Species of gastropod

Xanthodaphne leptalea is a species of sea snail, a marine gastropod mollusk in the family Raphitomidae.

==Description==
The length of the shell attains 24 mm.

(Original description) The shell is of moderate size, rather stout, very thin and fragile, delicately tinted with brown below the chestnut-brown tip. It consists of four obtusely shouldered whorls besides the protoconch. The aperture is long, rather broad, pinched in anteriorly, forming a moderately long, narrow siphonal canal. The outer lip is badly broken, but, judging by the lines of growth, sweeps well forward from the posterior sinus, which is as wide as the subsutural band, and deepest next the suture.

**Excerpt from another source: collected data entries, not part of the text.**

// Central configuration with per-field defensive coercion.
//
// The config file is a loosely-typed JSON object maintained by community
// moderators, so every field is coerced individually: bad elements are
// dropped, bad thresholds fall back to their hardcoded defaults, and a
// missing or malformed file degrades to `Config::default()`. Loading can
// never fail — a verifier that refuses to start over a typo in config.json
// would be worse than one running on defaults.

use std::collections::{BTreeSet, HashSet};
use std::env;
use std::fs;

use serde_json::Value;
use tracing::{debug, warn};

/// Default config file path, overridable via the MUSTER_CONFIG env var.
pub const DEFAULT_CONFIG_PATH: &str = "config.json";

pub const DEFAULT_MIN_ACCOUNT_AGE_DAYS: i64 = 60;
pub const DEFAULT_MIN_FRIEND_COUNT: u64 = 30;
pub const DEFAULT_MIN_NON_BA_GROUP_COUNT: usize = 13;
pub const DEFAULT_MIN_BADGE_COUNT: u64 = 300;
pub const DEFAULT_OLDEST_BADGES_TO_CHECK: usize = 90;
pub const DEFAULT_USERNAME_DIGIT_THRESHOLD: usize = 4;
pub const DEFAULT_MAX_BADGE_PAGES: u32 = 10;
pub const DEFAULT_REQUEST_TIMEOUT_SECS: u64 = 6;

/// Resolved verifier configuration.
///
/// ID sets use `HashSet` (membership tests only). Word sets use `BTreeSet`
/// so iteration order is deterministic — the first matching NSFW word is
/// the one reported, and that should not vary between runs.
#[derive(Debug, Clone)]
pub struct Config {
    /// Account IDs trusted to own BA-themed groups outside the official list.
    pub friendly_owner_ids: HashSet<u64>,
    /// Officially recognized BA UK group IDs.
    pub ba_group_ids: HashSet<u64>,
    /// Group IDs whose membership is an instant dismissal.
    pub blacklisted_group_ids: HashSet<u64>,
    /// Badge IDs that mark prior BA involvement.
    pub ba_badge_ids: HashSet<u64>,
    /// User IDs on the IFD blacklist (merged with the live list at runtime).
    pub ifd_blacklist_ids: HashSet<u64>,
    /// User IDs on the BA blacklist.
    pub ba_blacklist_ids: HashSet<u64>,
    /// Disallowed username substrings (lower-cased at load).
    pub nsfw_words: BTreeSet<String>,
    /// Usernames that impersonate BA members (lower-cased at load).
    pub impersonation_names: BTreeSet<String>,

    pub min_account_age_days: i64,
    pub min_friend_count: u64,
    pub min_non_ba_group_count: usize,
    pub min_badge_count: u64,
    pub oldest_badges_to_check: usize,
    pub username_digit_threshold: usize,
    pub max_badge_pages: u32,
    pub request_timeout_secs: u64,
}

impl Default for Config {
    /// Hardcoded defaults with empty sets.
    fn default() -> Self {
        Self {
            friendly_owner_ids: HashSet::new(),
            ba_group_ids: HashSet::new(),
            blacklisted_group_ids: HashSet::new(),
            ba_badge_ids: HashSet::new(),
            ifd_blacklist_ids: HashSet::new(),
            ba_blacklist_ids: HashSet::new(),
            nsfw_words: BTreeSet::new(),
            impersonation_names: BTreeSet::new(),
            min_account_age_days: DEFAULT_MIN_ACCOUNT_AGE_DAYS,
            min_friend_count: DEFAULT_MIN_FRIEND_COUNT,
            min_non_ba_group_count: DEFAULT_MIN_NON_BA_GROUP_COUNT,
            min_badge_count: DEFAULT_MIN_BADGE_COUNT,
            oldest_badges_to_check: DEFAULT_OLDEST_BADGES_TO_CHECK,
            username_digit_threshold: DEFAULT_USERNAME_DIGIT_THRESHOLD,
            max_badge_pages: DEFAULT_MAX_BADGE_PAGES,
            request_timeout_secs: DEFAULT_REQUEST_TIMEOUT_SECS,
        }
    }
}

impl Config {
    /// Load configuration from the config file.
    ///
    /// The path comes from MUSTER_CONFIG or falls back to `config.json`.
    /// A missing, unreadable, or malformed file yields the defaults.
    pub fn load() -> Self {
        let path = env::var("MUSTER_CONFIG").unwrap_or_else(|_| DEFAULT_CONFIG_PATH.to_string());
        Self::load_from(&path)
    }

    /// Load configuration from an explicit path, degrading to defaults.
    pub fn load_from(path: &str) -> Self {
        let raw = match fs::read_to_string(path) {
            Ok(raw) => raw,
            Err(e) => {
                warn!(path = path, error = %e, "Config file not readable, using defaults");
                return Self::default();
            }
        };
        match serde_json::from_str::<Value>(&raw) {
            Ok(value) if value.is_object() => {
                debug!(path = path, "Loaded config file");
                Self::from_value(&value)
            }
            Ok(_) => {
                warn!(path = path, "Config root is not a JSON object, using defaults");
                Self::default()
            }
            Err(e) => {
                warn!(path = path, error = %e, "Config file is not valid JSON, using defaults");
                Self::default()
            }
        }
    }

    /// Resolve a configuration from a raw JSON object.
    ///
    /// Every field is coerced independently; nothing here can fail.
    pub fn from_value(value: &Value) -> Self {
        Self {
            friendly_owner_ids: int_set(value.get("FRIENDLY_OWNER_IDS")),
            ba_group_ids: int_set(value.get("BA_UK_GROUP_IDS")),
            blacklisted_group_ids: int_set(value.get("BLACKLISTED_GROUP_IDS")),
            ba_badge_ids: int_set(value.get("BA_BADGE_IDS")),
            ifd_blacklist_ids: int_set(value.get("IFD_BLACKLIST_IDS")),
            ba_blacklist_ids: int_set(value.get("BA_BLACKLIST_IDS")),
            nsfw_words: str_set(value.get("NSFW_WORDS")),
            impersonation_names: str_set(value.get("BA_MEMBER_IMPERSONATION_LIST")),
            min_account_age_days: int_or(
                value.get("MIN_ACCOUNT_AGE_DAYS"),
                DEFAULT_MIN_ACCOUNT_AGE_DAYS,
            ),
            min_friend_count: uint_or(value.get("MIN_FRIEND_COUNT"), DEFAULT_MIN_FRIEND_COUNT),
            min_non_ba_group_count: uint_or(
                value.get("MIN_NON_BA_GROUP_COUNT"),
                DEFAULT_MIN_NON_BA_GROUP_COUNT as u64,
            ) as usize,
            min_badge_count: uint_or(value.get("MIN_BADGE_COUNT"), DEFAULT_MIN_BADGE_COUNT),
            oldest_badges_to_check: uint_or(
                value.get("OLDEST_BADGES_TO_CHECK"),
                DEFAULT_OLDEST_BADGES_TO_CHECK as u64,
            ) as usize,
            username_digit_threshold: uint_or(
                value.get("USERNAME_DIGIT_THRESHOLD"),
                DEFAULT_USERNAME_DIGIT_THRESHOLD as u64,
            ) as usize,
            max_badge_pages: uint_or(
                value.get("MAX_BADGE_PAGES"),
                DEFAULT_MAX_BADGE_PAGES as u64,
            ) as u32,
            request_timeout_secs: uint_or(
                value.get("REQUEST_TIMEOUT_SECONDS"),
                DEFAULT_REQUEST_TIMEOUT_SECS,
            ),
        }
    }
}

/// Coerce a single JSON value into an integer ID, if possible.
///
/// Accepts JSON numbers and strings containing an integer. Negative values
/// are rejected — Roblox IDs are non-negative.
fn coerce_id(value: &Value) -> Option<u64> {
    match value {
        Value::Number(n) => n.as_u64(),
        Value::String(s) => s.trim().parse::<u64>().ok(),
        _ => None,
    }
}

/// Coerce a config field into a set of integer IDs.
///
/// Accepts a scalar or an array; elements that can't be coerced are
/// silently dropped rather than failing the whole field.
fn int_set(value: Option<&Value>) -> HashSet<u64> {
    let mut out = HashSet::new();
    match value {
        Some(Value::Array(items)) => {
            for item in items {
                if let Some(id) = coerce_id(item) {
                    out.insert(id);
                }
            }
        }
        Some(v) => {
            if let Some(id) = coerce_id(v) {
                out.insert(id);
            }
        }
        None => {}
    }
    out
}

/// Coerce a config field into a lower-cased string set.
///
/// Scalars become a one-element set. Numbers are stringified so a bare
/// numeric entry in a word list still participates in substring checks.
fn str_set(value: Option<&Value>) -> BTreeSet<String> {
    let mut out = BTreeSet::new();
    let mut push = |v: &Value| match v {
        Value::String(s) => {
            out.insert(s.to_lowercase());
        }
        Value::Number(n) => {
            out.insert(n.to_string());
        }
        _ => {}
    };
    match value {
        Some(Value::Array(items)) => {
            for item in items {
                push(item);
            }
        }
        Some(v) => push(v),
        None => {}
    }
    out
}

/// Coerce a scalar threshold, falling back to the default on failure.
fn int_or(value: Option<&Value>, default: i64) -> i64 {
    match value {
        Some(Value::Number(n)) => n.as_i64().unwrap_or(default),
        Some(Value::String(s)) => s.trim().parse().unwrap_or(default),
        _ => default,
    }
}

/// Unsigned variant of `int_or` for count-style thresholds.
fn uint_or(value: Option<&Value>, default: u64) -> u64 {
    match value {
        Some(Value::Number(n)) => n.as_u64().unwrap_or(default),
        Some(Value::String(s)) => s.trim().parse().unwrap_or(default),
        _ => default,
    }
}

#[cfg(test)]
mod tests {
    use super::*;
    use serde_json::json;

    #[test]
    fn empty_object_yields_defaults() {
        let cfg = Config::from_value(&json!({}));
        assert_eq!(cfg.min_account_age_days, DEFAULT_MIN_ACCOUNT_AGE_DAYS);
        assert_eq!(cfg.max_badge_pages, DEFAULT_MAX_BADGE_PAGES);
        assert!(cfg.ba_group_ids.is_empty());
        assert!(cfg.nsfw_words.is_empty());
    }

    #[test]
    fn scalar_accepted_in_int_set_field() {
        let cfg = Config::from_value(&json!({ "BA_UK_GROUP_IDS": 12345 }));
        assert!(cfg.ba_group_ids.contains(&12345));
    }

    #[test]
    fn non_coercible_elements_dropped() {
        let cfg = Config::from_value(&json!({
            "IFD_BLACKLIST_IDS": [1, "2", "not-a-number", null, 3.5, -4, 7]
        }));
        assert_eq!(
            cfg.ifd_blacklist_ids,
            HashSet::from([1, 2, 7]),
            "only cleanly-integral non-negative entries survive"
        );
    }

    #[test]
    fn string_sets_lowercased() {
        let cfg = Config::from_value(&json!({ "NSFW_WORDS": ["BadWord", "WORSE"] }));
        assert!(cfg.nsfw_words.contains("badword"));
        assert!(cfg.nsfw_words.contains("worse"));
    }

    #[test]
    fn bad_threshold_falls_back() {
        let cfg = Config::from_value(&json!({ "MIN_FRIEND_COUNT": "plenty" }));
        assert_eq!(cfg.min_friend_count, DEFAULT_MIN_FRIEND_COUNT);
    }

    #[test]
    fn numeric_string_threshold_accepted() {
        let cfg = Config::from_value(&json!({ "MIN_ACCOUNT_AGE_DAYS": "90" }));
        assert_eq!(cfg.min_account_age_days, 90);
    }

    #[test]
    fn missing_file_yields_defaults() {
        let cfg = Config::load_from("/definitely/not/a/real/path.json");
        assert_eq!(cfg.request_timeout_secs, DEFAULT_REQUEST_TIMEOUT_SECS);
    }
}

The columella is very straight with a narrow, very thin, closely adhering layer of enamel. The subsutural band is broad, oblique, crossed by numerous very delicate curved riblets and lines of growth, most conspicuous just at the suture. At the angle of the shoulder just below the periphery there is, on the two upper whorls, a row of small nodules, which gradually disappear on the penultimate whorl and are entirely wanting on the body whorl. The spiral sculpture consists of narrow, shallow grooves separated by rather broad, flattened bands of nearly uniform width, which cover the entire surface except the subsutural band and protoconch. Those on the shoulder are a little closer together than elsewhere. Lines of growth are rather indistinct. The protoconch is large, consisting of four conspicuously reticulated, chestnut-brown whorls which increase in size very abruptly from the very small apical whorl.

==Distribution==
This species occurs in the Atlantic Ocean off Morocco at a depth of 2212 m; also off North Carolina and South Carolina, USA.